▶ [YOUR GOAL]
The reply should give back every entry exactly as written.

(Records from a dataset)
◆ ◆ ◆ ◆ ◆

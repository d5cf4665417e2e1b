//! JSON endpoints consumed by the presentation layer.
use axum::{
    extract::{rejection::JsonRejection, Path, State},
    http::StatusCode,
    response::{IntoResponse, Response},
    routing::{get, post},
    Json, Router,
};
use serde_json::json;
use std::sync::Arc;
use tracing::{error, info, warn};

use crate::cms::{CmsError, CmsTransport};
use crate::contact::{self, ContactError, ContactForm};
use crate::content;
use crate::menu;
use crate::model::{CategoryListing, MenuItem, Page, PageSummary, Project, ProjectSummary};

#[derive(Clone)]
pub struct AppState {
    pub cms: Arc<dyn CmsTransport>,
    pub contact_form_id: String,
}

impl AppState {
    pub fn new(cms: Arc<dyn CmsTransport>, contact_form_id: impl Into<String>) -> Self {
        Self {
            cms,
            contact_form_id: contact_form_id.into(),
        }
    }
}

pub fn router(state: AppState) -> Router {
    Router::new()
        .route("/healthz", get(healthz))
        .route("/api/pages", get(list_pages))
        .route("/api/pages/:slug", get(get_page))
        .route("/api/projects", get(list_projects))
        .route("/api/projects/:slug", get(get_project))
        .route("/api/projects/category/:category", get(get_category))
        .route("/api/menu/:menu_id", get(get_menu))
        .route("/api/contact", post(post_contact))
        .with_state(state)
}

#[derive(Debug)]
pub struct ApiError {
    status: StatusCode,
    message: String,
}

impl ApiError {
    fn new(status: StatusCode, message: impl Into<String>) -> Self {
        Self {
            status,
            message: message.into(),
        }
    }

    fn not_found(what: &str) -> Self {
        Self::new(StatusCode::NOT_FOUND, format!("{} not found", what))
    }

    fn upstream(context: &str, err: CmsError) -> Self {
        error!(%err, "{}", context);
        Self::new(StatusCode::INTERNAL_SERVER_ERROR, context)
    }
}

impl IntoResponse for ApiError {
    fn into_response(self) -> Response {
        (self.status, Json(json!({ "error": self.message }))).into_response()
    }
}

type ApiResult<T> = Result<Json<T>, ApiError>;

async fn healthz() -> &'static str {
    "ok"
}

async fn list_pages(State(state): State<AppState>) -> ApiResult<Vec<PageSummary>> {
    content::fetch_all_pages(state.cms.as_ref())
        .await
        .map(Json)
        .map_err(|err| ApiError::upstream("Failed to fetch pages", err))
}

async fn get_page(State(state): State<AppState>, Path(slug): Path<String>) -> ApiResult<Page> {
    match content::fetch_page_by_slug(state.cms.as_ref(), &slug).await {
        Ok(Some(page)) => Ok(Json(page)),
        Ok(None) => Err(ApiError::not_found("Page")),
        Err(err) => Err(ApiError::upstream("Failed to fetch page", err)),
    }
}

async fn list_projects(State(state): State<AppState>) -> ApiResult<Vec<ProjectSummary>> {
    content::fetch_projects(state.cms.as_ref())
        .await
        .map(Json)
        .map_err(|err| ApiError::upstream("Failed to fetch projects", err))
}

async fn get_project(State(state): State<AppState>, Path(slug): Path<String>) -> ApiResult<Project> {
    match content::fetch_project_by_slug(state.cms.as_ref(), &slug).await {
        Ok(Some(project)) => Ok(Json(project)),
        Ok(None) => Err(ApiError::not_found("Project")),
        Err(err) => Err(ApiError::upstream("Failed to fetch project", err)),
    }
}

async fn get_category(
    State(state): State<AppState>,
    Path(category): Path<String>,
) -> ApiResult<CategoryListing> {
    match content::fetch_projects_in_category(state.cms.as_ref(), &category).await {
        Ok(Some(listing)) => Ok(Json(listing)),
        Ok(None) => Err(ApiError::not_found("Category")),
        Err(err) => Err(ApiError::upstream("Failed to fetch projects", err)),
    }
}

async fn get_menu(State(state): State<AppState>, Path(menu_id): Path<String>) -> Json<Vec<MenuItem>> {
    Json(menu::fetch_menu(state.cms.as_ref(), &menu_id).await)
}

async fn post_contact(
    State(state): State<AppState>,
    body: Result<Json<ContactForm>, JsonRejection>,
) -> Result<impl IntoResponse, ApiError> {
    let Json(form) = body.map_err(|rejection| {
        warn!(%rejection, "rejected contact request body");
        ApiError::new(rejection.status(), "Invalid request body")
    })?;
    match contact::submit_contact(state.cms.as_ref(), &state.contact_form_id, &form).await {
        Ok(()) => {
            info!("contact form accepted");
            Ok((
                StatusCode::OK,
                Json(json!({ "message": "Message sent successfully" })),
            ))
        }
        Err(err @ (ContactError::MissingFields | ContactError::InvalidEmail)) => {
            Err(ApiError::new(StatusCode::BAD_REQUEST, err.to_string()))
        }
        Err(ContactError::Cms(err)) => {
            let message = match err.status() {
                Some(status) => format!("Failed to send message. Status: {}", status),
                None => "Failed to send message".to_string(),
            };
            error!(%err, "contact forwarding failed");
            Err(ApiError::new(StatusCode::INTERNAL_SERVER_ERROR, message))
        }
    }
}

◆ ◆ ◆ ◆ ◆

▶ [RESULT FOR THIS TASK]
repository d5cf4665417e2e1b
//! JSON endpoints consumed by the presentation layer.
use axum::{
    extract::{rejection::JsonRejection, Path, State},
    http::StatusCode,
    response::{IntoResponse, Response},
    routing::{get, post},
    Json, Router,
};
use serde_json::json;
use std::sync::Arc;
use tracing::{error, info, warn};

use crate::cms::{CmsError, CmsTransport};
use crate::contact::{self, ContactError, ContactForm};
use crate::content;
use crate::menu;
use crate::model::{CategoryListing, MenuItem, Page, PageSummary, Project, ProjectSummary};

#[derive(Clone)]
pub struct AppState {
    pub cms: Arc<dyn CmsTransport>,
    pub contact_form_id: String,
}

impl AppState {
    pub fn new(cms: Arc<dyn CmsTransport>, contact_form_id: impl Into<String>) -> Self {
        Self {
            cms,
            contact_form_id: contact_form_id.into(),
        }
    }
}

pub fn router(state: AppState) -> Router {
    Router::new()
        .route("/healthz", get(healthz))
        .route("/api/pages", get(list_pages))
        .route("/api/pages/:slug", get(get_page))
        .route("/api/projects", get(list_projects))
        .route("/api/projects/:slug", get(get_project))
        .route("/api/projects/category/:category", get(get_category))
        .route("/api/menu/:menu_id", get(get_menu))
        .route("/api/contact", post(post_contact))
        .with_state(state)
}

#[derive(Debug)]
pub struct ApiError {
    status: StatusCode,
    message: String,
}

impl ApiError {
    fn new(status: StatusCode, message: impl Into<String>) -> Self {
        Self {
            status,
            message: message.into(),
        }
    }

    fn not_found(what: &str) -> Self {
        Self::new(StatusCode::NOT_FOUND, format!("{} not found", what))
    }

    fn upstream(context: &str, err: CmsError) -> Self {
        error!(%err, "{}", context);
        Self::new(StatusCode::INTERNAL_SERVER_ERROR, context)
    }
}

impl IntoResponse for ApiError {
    fn into_response(self) -> Response {
        (self.status, Json(json!({ "error": self.message }))).into_response()
    }
}

type ApiResult<T> = Result<Json<T>, ApiError>;

async fn healthz() -> &'static str {
    "ok"
}

async fn list_pages(State(state): State<AppState>) -> ApiResult<Vec<PageSummary>> {
    content::fetch_all_pages(state.cms.as_ref())
        .await
        .map(Json)
        .map_err(|err| ApiError::upstream("Failed to fetch pages", err))
}

async fn get_page(State(state): State<AppState>, Path(slug): Path<String>) -> ApiResult<Page> {
    match content::fetch_page_by_slug(state.cms.as_ref(), &slug).await {
        Ok(Some(page)) => Ok(Json(page)),
        Ok(None) => Err(ApiError::not_found("Page")),
        Err(err) => Err(ApiError::upstream("Failed to fetch page", err)),
    }
}

async fn list_projects(State(state): State<AppState>) -> ApiResult<Vec<ProjectSummary>> {
    content::fetch_projects(state.cms.as_ref())
        .await
        .map(Json)
        .map_err(|err| ApiError::upstream("Failed to fetch projects", err))
}

async fn get_project(State(state): State<AppState>, Path(slug): Path<String>) -> ApiResult<Project> {
    match content::fetch_project_by_slug(state.cms.as_ref(), &slug).await {
        Ok(Some(project)) => Ok(Json(project)),
        Ok(None) => Err(ApiError::not_found("Project")),
        Err(err) => Err(ApiError::upstream("Failed to fetch project", err)),
    }
}

async fn get_category(
    State(state): State<AppState>,
    Path(category): Path<String>,
) -> ApiResult<CategoryListing> {
    match content::fetch_projects_in_category(state.cms.as_ref(), &category).await {
        Ok(Some(listing)) => Ok(Json(listing)),
        Ok(None) => Err(ApiError::not_found("Category")),
        Err(err) => Err(ApiError::upstream("Failed to fetch projects", err)),
    }
}

async fn get_menu(State(state): State<AppState>, Path(menu_id): Path<String>) -> Json<Vec<MenuItem>> {
    Json(menu::fetch_menu(state.cms.as_ref(), &menu_id).await)
}

async fn post_contact(
    State(state): State<AppState>,
    body: Result<Json<ContactForm>, JsonRejection>,
) -> Result<impl IntoResponse, ApiError> {
    let Json(form) = body.map_err(|rejection| {
        warn!(%rejection, "rejected contact request body");
        ApiError::new(rejection.status(), "Invalid request body")
    })?;
    match contact::submit_contact(state.cms.as_ref(), &state.contact_form_id, &form).await {
        Ok(()) => {
            info!("contact form accepted");
            Ok((
                StatusCode::OK,
                Json(json!({ "message": "Message sent successfully" })),
            ))
        }
        Err(err @ (ContactError::MissingFields | ContactError::InvalidEmail)) => {
            Err(ApiError::new(StatusCode::BAD_REQUEST, err.to_string()))
        }
        Err(ContactError::Cms(err)) => {
            let message = match err.status() {
                Some(status) => format!("Failed to send message. Status: {}", status),
                None => "Failed to send message".to_string(),
            };
            error!(%err, "contact forwarding failed");
            Err(ApiError::new(StatusCode::INTERNAL_SERVER_ERROR, message))
        }
    }
}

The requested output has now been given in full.